### RECORDED DATA

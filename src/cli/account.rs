//! Account CLI commands
//!
//! Implements CLI commands for account management.

use clap::Subcommand;

use crate::display::account::{format_account_details, format_account_list};
use crate::error::WalletResult;
use crate::services::AccountService;
use crate::storage::Storage;

/// Account subcommands
#[derive(Subcommand)]
pub enum AccountCommands {
    /// Create a new account
    Create {
        /// Account name
        name: String,
        /// Currency code (defaults to the base currency)
        #[arg(short, long)]
        currency: Option<String>,
    },
    /// List all accounts
    List {
        /// Show archived accounts
        #[arg(short, long)]
        all: bool,
    },
    /// Show account details
    Show {
        /// Account name or ID
        account: String,
    },
    /// Rename an account
    Rename {
        /// Account name or ID
        account: String,
        /// New name
        name: String,
    },
    /// Archive an account
    Archive {
        /// Account name or ID
        account: String,
    },
}

/// Handle an account command
pub fn handle_account_command(storage: &Storage, cmd: AccountCommands) -> WalletResult<()> {
    let service = AccountService::new(storage);

    match cmd {
        AccountCommands::Create { name, currency } => {
            let account = service.create(&name, currency.as_deref())?;

            println!("Created account: {}", account.name);
            println!("  Currency: {}", account.asset);
            println!("  ID: {}", account.id);
        }

        AccountCommands::List { all } => {
            let summaries = service.list_with_balances(all)?;
            print!("{}", format_account_list(&summaries));
        }

        AccountCommands::Show { account } => {
            let found = service.require(&account)?;
            let summary = service
                .list_with_balances(true)?
                .into_iter()
                .find(|s| s.account.id == found.id)
                .ok_or_else(|| crate::error::WalletError::account_not_found(&account))?;
            print!("{}", format_account_details(&summary));
        }

        AccountCommands::Rename { account, name } => {
            let found = service.require(&account)?;
            let updated = service.rename(found.id, &name)?;
            println!("Renamed account: {} -> {}", found.name, updated.name);
        }

        AccountCommands::Archive { account } => {
            let found = service.require(&account)?;
            let archived = service.archive(found.id)?;
            println!("Archived account: {}", archived.name);
        }
    }

    Ok(())
}
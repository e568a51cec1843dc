//! Account service
//!
//! Account management on top of the account repository: creation with
//! duplicate checks, lookup by name or id, renaming, archiving and balance
//! calculation.

use crate::error::{WalletError, WalletResult};
use crate::models::{Account, AccountId, AssetCode, Money, NotBlankTrimmedString, TransactionKind};
use crate::storage::Storage;

/// Service for account management
pub struct AccountService<'a> {
    storage: &'a Storage,
}

/// An account with its settled balance
#[derive(Debug, Clone)]
pub struct AccountSummary {
    pub account: Account,
    /// Sum of settled transactions in the account's own asset
    pub balance: Money,
    /// Number of planned transactions touching the account
    pub planned_count: usize,
}

impl<'a> AccountService<'a> {
    pub fn new(storage: &'a Storage) -> Self {
        Self { storage }
    }

    /// Create a new account. `asset` defaults to the base currency.
    pub fn create(&self, name: &str, asset: Option<&str>) -> WalletResult<Account> {
        let name = NotBlankTrimmedString::new(name)
            .map_err(|_| WalletError::Validation("Account name cannot be empty".into()))?;

        if self.storage.accounts.find_by_name(name.as_str())?.is_some() {
            return Err(WalletError::Duplicate {
                entity_type: "Account",
                identifier: name.as_str().to_string(),
            });
        }

        let asset = match asset {
            Some(code) => AssetCode::new(code)?,
            None => self.storage.base_currency().clone(),
        };
        let order_num = self
            .storage
            .accounts
            .find_max_order_num()?
            .map_or(0.0, |max| max + 1.0);

        let account = Account::new(name, asset).with_order_num(order_num);
        self.storage.accounts.save(account.clone())?;

        tracing::info!(account = %account.name, asset = %account.asset, "account created");
        Ok(account)
    }

    pub fn get(&self, id: AccountId) -> WalletResult<Option<Account>> {
        self.storage.accounts.find_by_id(id)
    }

    /// Find an account by name or ID string
    pub fn find(&self, identifier: &str) -> WalletResult<Option<Account>> {
        if let Some(account) = self.storage.accounts.find_by_name(identifier)? {
            return Ok(Some(account));
        }

        if let Ok(id) = identifier.trim().parse::<AccountId>() {
            return self.storage.accounts.find_by_id(id);
        }

        // Short display form, e.g. "acc-1a2b3c4d"
        Ok(self
            .storage
            .accounts
            .find_all(true)?
            .into_iter()
            .find(|a| a.id.to_string() == identifier.trim()))
    }

    /// Like [`find`](Self::find) but a miss is an error
    pub fn require(&self, identifier: &str) -> WalletResult<Account> {
        self.find(identifier)?
            .ok_or_else(|| WalletError::account_not_found(identifier))
    }

    pub fn list(&self, include_archived: bool) -> WalletResult<Vec<Account>> {
        self.storage.accounts.find_all(include_archived)
    }

    pub fn list_with_balances(&self, include_archived: bool) -> WalletResult<Vec<AccountSummary>> {
        let transactions = self.storage.transactions.find_all(false)?;
        Ok(self
            .list(include_archived)?
            .into_iter()
            .map(|account| {
                let (balance, planned_count) = balance_of(account.id, &transactions);
                AccountSummary {
                    account,
                    balance,
                    planned_count,
                }
            })
            .collect())
    }

    /// Settled balance of one account
    pub fn balance(&self, id: AccountId) -> WalletResult<Money> {
        let transactions = self.storage.transactions.find_by_account(id)?;
        Ok(balance_of(id, &transactions).0)
    }

    pub fn rename(&self, id: AccountId, new_name: &str) -> WalletResult<Account> {
        let account = self
            .get(id)?
            .ok_or_else(|| WalletError::account_not_found(id.to_string()))?;
        let name = NotBlankTrimmedString::new(new_name)
            .map_err(|_| WalletError::Validation("Account name cannot be empty".into()))?;

        if let Some(existing) = self.storage.accounts.find_by_name(name.as_str())? {
            if existing.id != id {
                return Err(WalletError::Duplicate {
                    entity_type: "Account",
                    identifier: name.as_str().to_string(),
                });
            }
        }

        let account = account.with_name(name);
        self.storage.accounts.save(account.clone())?;
        Ok(account)
    }

    /// Archive an account (soft delete)
    pub fn archive(&self, id: AccountId) -> WalletResult<Account> {
        let account = self
            .get(id)?
            .ok_or_else(|| WalletError::account_not_found(id.to_string()))?;

        if account.removed {
            return Err(WalletError::Validation("Account is already archived".into()));
        }

        let account = account.mark_removed();
        self.storage.accounts.save(account.clone())?;

        tracing::info!(account = %account.name, "account archived");
        Ok(account)
    }
}

fn balance_of(id: AccountId, transactions: &[crate::models::Transaction]) -> (Money, usize) {
    let mut balance = Money::zero();
    let mut planned = 0;
    for transaction in transactions.iter().filter(|t| t.kind.touches(id)) {
        if !transaction.settled() {
            planned += 1;
            continue;
        }
        balance += match &transaction.kind {
            TransactionKind::Income(flow) => flow.value.money(),
            TransactionKind::Expense(flow) => -flow.value.money(),
            TransactionKind::Transfer(t) if t.from_account() == id => -t.from_value().money(),
            TransactionKind::Transfer(t) => t.to_value().money(),
        };
    }
    (balance, planned)
}
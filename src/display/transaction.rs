//! Transaction display formatting
//!
//! Register-style rows. Planned transactions are marked with `○`,
//! transfers with `⇄`.

use std::collections::HashMap;

use crate::models::{Account, AccountId, Category, Transaction, TransactionKind};

/// Name lookups shared by the formatters
pub struct Names<'a> {
    accounts: HashMap<AccountId, &'a str>,
    categories: HashMap<crate::models::CategoryId, &'a str>,
}

impl<'a> Names<'a> {
    pub fn new(accounts: &'a [Account], categories: &'a [Category]) -> Self {
        Self {
            accounts: accounts.iter().map(|a| (a.id, a.name.as_str())).collect(),
            categories: categories.iter().map(|c| (c.id, c.name.as_str())).collect(),
        }
    }

    fn account(&self, id: AccountId) -> &str {
        self.accounts.get(&id).copied().unwrap_or("?")
    }

    fn category(&self, transaction: &Transaction) -> &str {
        transaction
            .category
            .and_then(|id| self.categories.get(&id).copied())
            .unwrap_or("")
    }
}

fn title(transaction: &Transaction) -> &str {
    transaction
        .title
        .as_ref()
        .map(|t| t.as_str())
        .unwrap_or("(untitled)")
}

fn account_column(transaction: &Transaction, names: &Names<'_>) -> String {
    match &transaction.kind {
        TransactionKind::Income(flow) | TransactionKind::Expense(flow) => {
            names.account(flow.account).to_string()
        }
        TransactionKind::Transfer(t) => format!(
            "{} ⇄ {}",
            names.account(t.from_account()),
            names.account(t.to_account())
        ),
    }
}

/// Format a single transaction for display (register row)
pub fn format_transaction_row(transaction: &Transaction, names: &Names<'_>) -> String {
    let marker = if transaction.settled() { " " } else { "○" };
    let amount = match &transaction.kind {
        TransactionKind::Transfer(t) => t.from_value().to_string(),
        _ => format!(
            "{} {}",
            transaction.signed_amount(),
            transaction.kind.primary_value().asset
        ),
    };

    format!(
        "{} {} {:12} {:20} {:20} {:14} {:>16}",
        marker,
        transaction.timestamp().format("%Y-%m-%d"),
        transaction.id.to_string(),
        truncate(title(transaction), 20),
        truncate(&account_column(transaction, names), 20),
        truncate(names.category(transaction), 14),
        amount
    )
}

/// Format a list of transactions as a register
pub fn format_transaction_register(transactions: &[Transaction], names: &Names<'_>) -> String {
    if transactions.is_empty() {
        return "No transactions found.\n".to_string();
    }

    let mut output = String::new();
    output.push_str(&format!(
        "{:1} {:10} {:12} {:20} {:20} {:14} {:>16}\n",
        "", "Date", "ID", "Title", "Account", "Category", "Amount"
    ));
    output.push_str(&"-".repeat(100));
    output.push('\n');

    for transaction in transactions {
        output.push_str(&format_transaction_row(transaction, names));
        output.push('\n');
    }
    output
}

/// Format full transaction details
pub fn format_transaction_details(transaction: &Transaction, names: &Names<'_>) -> String {
    let mut output = String::new();
    output.push_str(&format!("Transaction: {}\n", transaction.id.as_uuid()));
    output.push_str(&format!("  Type:        {}\n", transaction.transaction_type()));
    output.push_str(&format!("  Title:       {}\n", title(transaction)));

    let when = transaction.timestamp().format("%Y-%m-%d %H:%M UTC");
    if transaction.settled() {
        output.push_str(&format!("  Date:        {}\n", when));
    } else {
        output.push_str(&format!("  Due:         {} (planned)\n", when));
    }

    match &transaction.kind {
        TransactionKind::Income(flow) | TransactionKind::Expense(flow) => {
            output.push_str(&format!("  Account:     {}\n", names.account(flow.account)));
            output.push_str(&format!("  Amount:      {}\n", flow.value));
        }
        TransactionKind::Transfer(t) => {
            output.push_str(&format!("  From:        {} ({})\n", names.account(t.from_account()), t.from_value()));
            output.push_str(&format!("  To:          {} ({})\n", names.account(t.to_account()), t.to_value()));
        }
    }

    let category = names.category(transaction);
    if !category.is_empty() {
        output.push_str(&format!("  Category:    {}\n", category));
    }
    if let Some(description) = &transaction.description {
        output.push_str(&format!("  Description: {}\n", description));
    }
    if !transaction.tags.is_empty() {
        let tags: Vec<String> = transaction.tags.iter().map(|t| t.to_string()).collect();
        output.push_str(&format!("  Tags:        {}\n", tags.join(", ")));
    }
    output
}

/// Truncate a string to a maximum number of characters
pub(crate) fn truncate(s: &str, max_len: usize) -> String {
    if s.chars().count() <= max_len {
        s.to_string()
    } else {
        let kept: String = s.chars().take(max_len.saturating_sub(3)).collect();
        format!("{}...", kept)
    }
}
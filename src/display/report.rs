//! Report formatting utilities for terminal output

use crate::models::{AssetCode, Money};
use crate::reports::{HistoryItem, ReportTemplate, ReportUiState};
use crate::storage::records::ExchangeRateRecord;

use super::transaction::{format_transaction_row, Names};

/// Format a money amount with color hints for terminal display
pub fn format_money_colored(amount: Money) -> String {
    if amount.is_negative() {
        format!("\x1b[31m{}\x1b[0m", amount) // Red for negative
    } else if amount.is_positive() {
        format!("\x1b[32m{}\x1b[0m", amount) // Green for positive
    } else {
        amount.to_string()
    }
}

/// Format a header line with padding
pub fn format_header(title: &str, width: usize) -> String {
    let padding = width.saturating_sub(title.len()) / 2;
    format!("{}{}", " ".repeat(padding), title)
}

fn section(output: &mut String, title: &str) {
    output.push('\n');
    output.push_str(title);
    output.push('\n');
    output.push_str(&"-".repeat(title.len()));
    output.push('\n');
}

/// Render a report: header totals, planned sections and the dated history
pub fn format_report(state: &ReportUiState, names: &Names<'_>, colored: bool) -> String {
    let money = |m: Money| if colored { format_money_colored(m) } else { m.to_string() };
    let currency = state
        .base_currency
        .as_ref()
        .map(AssetCode::as_str)
        .unwrap_or("");

    let mut output = String::new();
    output.push_str(&format_header("REPORT", 60));
    output.push('\n');

    let header = &state.header;
    output.push_str(&format!(
        "Balance: {} {}\nIncome:  {} {} ({})\nExpense: {} {} ({})\n",
        money(header.balance),
        currency,
        header.income,
        currency,
        header.incomes_count,
        header.expense,
        currency,
        header.expenses_count,
    ));
    if header.transfers_count > 0 {
        let note = if header.transfers_as_income_expense {
            " (counted as income/expense)"
        } else {
            ""
        };
        output.push_str(&format!("Transfers: {}{}\n", header.transfers_count, note));
    }

    if state.transactions.is_empty() {
        output.push_str("\nNo transactions match the filter.\n");
        return output;
    }

    for (title, due) in [("Upcoming", &state.list.upcoming), ("Overdue", &state.list.overdue)] {
        if due.transactions.is_empty() {
            continue;
        }
        section(
            &mut output,
            &format!(
                "{} (+{} / -{})",
                title, due.totals.income, due.totals.expense
            ),
        );
        for transaction in &due.transactions {
            output.push_str(&format_transaction_row(transaction, names));
            output.push('\n');
        }
    }

    if !state.list.history.is_empty() {
        section(&mut output, "History");
    }
    for item in &state.list.history {
        match item {
            HistoryItem::Divider(divider) => {
                output.push_str(&format!(
                    "\n{}  cash flow {}\n",
                    divider.date.format("%A, %Y-%m-%d"),
                    money(divider.cash_flow())
                ));
            }
            HistoryItem::Transaction(transaction) => {
                output.push_str(&format_transaction_row(transaction, names));
                output.push('\n');
            }
        }
    }

    output
}

pub fn format_template_list(templates: &[ReportTemplate]) -> String {
    if templates.is_empty() {
        return "No report templates saved.".to_string();
    }
    templates
        .iter()
        .map(|t| format!("{:<24} created {}\n", t.name, t.created_at.format("%Y-%m-%d")))
        .collect()
}

pub fn format_rate_list(rates: &[ExchangeRateRecord]) -> String {
    if rates.is_empty() {
        return "No exchange rates set.".to_string();
    }
    rates
        .iter()
        .map(|r| {
            format!(
                "1 {} = {} {}{}\n",
                r.base,
                r.rate,
                r.currency,
                if r.manual_override { "  (manual)" } else { "" }
            )
        })
        .collect()
}

#[cfg(test)]
mod tests {
    use super::*;
    use crate::models::{
        Account, Flow, NotBlankTrimmedString, PositiveAmount, Transaction, TransactionKind,
        TransactionTime, Value,
    };
    use crate::rates::ExchangeRates;
    use crate::reports::ReportViewModel;
    use chrono::{Duration, Utc};

    #[test]
    fn test_format_money_colored() {
        assert!(format_money_colored(Money::from_cents(-100)).contains("\x1b[31m"));
        assert!(format_money_colored(Money::from_cents(100)).contains("\x1b[32m"));
        assert_eq!(format_money_colored(Money::zero()), "0.00");
    }

    #[test]
    fn test_format_report() {
        let usd = AssetCode::new("USD").unwrap();
        let cash = Account::new(NotBlankTrimmedString::new("Cash").unwrap(), usd.clone());
        let expense = Transaction::new(
            TransactionKind::Expense(Flow::new(
                cash.id,
                Value::new(PositiveAmount::from_cents(4200).unwrap(), usd.clone()),
            )),
            TransactionTime::Actual(Utc::now() - Duration::hours(1)),
        );

        let mut vm = ReportViewModel::new(Utc::now());
        vm.set_base_currency(usd.clone());
        vm.set_rates(ExchangeRates::new(usd));
        vm.set_accounts(vec![cash.clone()]);
        vm.set_transactions(vec![expense]);

        let accounts = vec![cash];
        let output = format_report(vm.state(), &Names::new(&accounts, &[]), false);
        assert!(output.contains("Expense: 42.00 USD (1)"));
        assert!(output.contains("History"));
        assert!(output.contains("cash flow -42.00"));
    }

    #[test]
    fn test_format_rate_list() {
        let rates = vec![ExchangeRateRecord {
            id: uuid::Uuid::new_v4(),
            base: "USD".into(),
            currency: "EUR".into(),
            rate: 0.92,
            manual_override: true,
        }];
        assert_eq!(format_rate_list(&rates), "1 USD = 0.92 EUR  (manual)\n");
    }
}
//! Export module for walletbook
//!
//! - CSV: transactions in a fixed 15-column layout, readable back by the
//!   importer
//! - JSON: full backup of every entity

pub mod csv;
pub mod json;

pub use self::csv::{
    export_transactions_csv, import_transactions_csv, read_csv, ImportSummary, CSV_HEADER,
};
pub use json::{export_full_json, import_from_json, FullExport, EXPORT_SCHEMA_VERSION};
//! Service layer for walletbook
//!
//! The service layer provides the use cases on top of the storage layer,
//! handling validation, lookups by name or id, and cross-entity operations.

pub mod account;
pub mod category;
pub mod tag;
pub mod transaction;

pub use account::{AccountService, AccountSummary};
pub use category::CategoryService;
pub use tag::TagService;
pub use transaction::{FlowInput, TransactionService, TransferInput};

######

DIRECTIONS FOR THIS TASK:
Reply with one number, the count of lines in the preceding listing that hold the string "timestamp".

RESPONSE FOR THIS EXERCISE:
2